Und wie kommt man jetzt dahin?
Laut Laloux gibt es zwei nötige Voraussetzungen für Organisationen, um den Sprung zur evolutionären Organisation zu schaffen: Der*die Gründer*in oder leitende Führungskraft muss ein evolutionäres Verständnis von Organisationen haben und auch die Eigentümer*innen der Organisation müssen das verstehen und annehmen.

Es gibt nicht die eine Lösung, den einen ausgeklügelten 10-Punkte-Plan, wie ihr eine evolutionäre Organisation werden könnt. Es gibt nur Fragen, die ein Anfang für die Reise oder die Entwicklung auf die nächste Stufe sein können. Laloux nennt z.B. diese:
- Welche Veränderung gibt uns die meiste Energie?
- Wo sehen wir das meiste Entwicklungspotenzial?
- Ärgert ihr euch z.B. schon lange über eure langsamen Entscheidungswege?
- Möchten wir eine bestehende Organisation transformieren oder eine neue, evolutionäre Organisation aufbauen?
- Möchten wir in einer bestehenden Abteilung eine neue Methode (z.B. rollenbasiertes Arbeiten) austesten? Oder möchten wir eine neue, eigene Abteilung schaffen, in der experimentiert wird?

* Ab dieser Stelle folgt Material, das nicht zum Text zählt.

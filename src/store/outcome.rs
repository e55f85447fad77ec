//! Structured result of directory writes.

use crate::domain::{GatewayError, StoreError, StoreResult};

/// Outcome of a create or delete.
///
/// Unlike message operations these never surface as `Err`: the caller gets
/// the refusal reason, the server's rejection text, or the transport error
/// as data.
#[must_use]
#[derive(Debug)]
pub enum Outcome<T> {
    /// The operation went through.
    Completed(T),
    /// Refused locally; no request was sent.
    Refused(String),
    /// The backend answered with `success: false`.
    Rejected(String),
    /// Transport, status or decode failure.
    Failed(GatewayError),
}

impl<T> Outcome<T> {
    /// Classify a gateway result; rejected envelopes become [`Outcome::Rejected`].
    pub fn from_gateway(result: Result<T, GatewayError>) -> Self {
        match result {
            Ok(value) => Self::Completed(value),
            Err(GatewayError::Rejected(reason)) => Self::Rejected(reason),
            Err(err) => Self::Failed(err),
        }
    }

    /// Whether the operation went through.
    #[must_use]
    pub const fn success(&self) -> bool {
        matches!(self, Self::Completed(_))
    }

    /// Payload of a completed operation.
    #[must_use]
    pub const fn data(&self) -> Option<&T> {
        match self {
            Self::Completed(value) => Some(value),
            _ => None,
        }
    }

    /// Take the payload of a completed operation.
    #[must_use]
    pub fn into_data(self) -> Option<T> {
        match self {
            Self::Completed(value) => Some(value),
            _ => None,
        }
    }

    /// Human-readable reason for an unsuccessful outcome.
    #[must_use]
    pub fn message(&self) -> Option<String> {
        match self {
            Self::Completed(_) => None,
            Self::Refused(reason) | Self::Rejected(reason) => Some(reason.clone()),
            Self::Failed(err) => Some(err.to_string()),
        }
    }

    /// Underlying transport error, if any.
    #[must_use]
    pub const fn error(&self) -> Option<&GatewayError> {
        match self {
            Self::Failed(err) => Some(err),
            _ => None,
        }
    }

    /// Transform the payload of a completed operation.
    pub fn map<U>(self, f: impl FnOnce(T) -> U) -> Outcome<U> {
        match self {
            Self::Completed(value) => Outcome::Completed(f(value)),
            Self::Refused(reason) => Outcome::Refused(reason),
            Self::Rejected(reason) => Outcome::Rejected(reason),
            Self::Failed(err) => Outcome::Failed(err),
        }
    }

    /// Convert to a `Result` for `?`-style callers.
    ///
    /// # Errors
    /// Returns the refusal, rejection or failure as a [`StoreError`].
    pub fn into_result(self) -> StoreResult<T> {
        match self {
            Self::Completed(value) => Ok(value),
            Self::Refused(reason) => Err(StoreError::Refused(reason)),
            Self::Rejected(reason) => Err(GatewayError::Rejected(reason).into()),
            Self::Failed(err) => Err(err.into()),
        }
    }
}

- Möchten wir verschiedene Experimente in der ganzen Organisation gleichzeitig testen? Oder möchten wir eine bestimmte Praxis mit einem Mal in der gesamten Organisation einführen?
- Wer und was könnte uns dabei helfen, z.B. rollenbasiertes Arbeiten einzuführen?
- Wie gehen wir während der Transformation mit Herausforderungen und Konflikten um?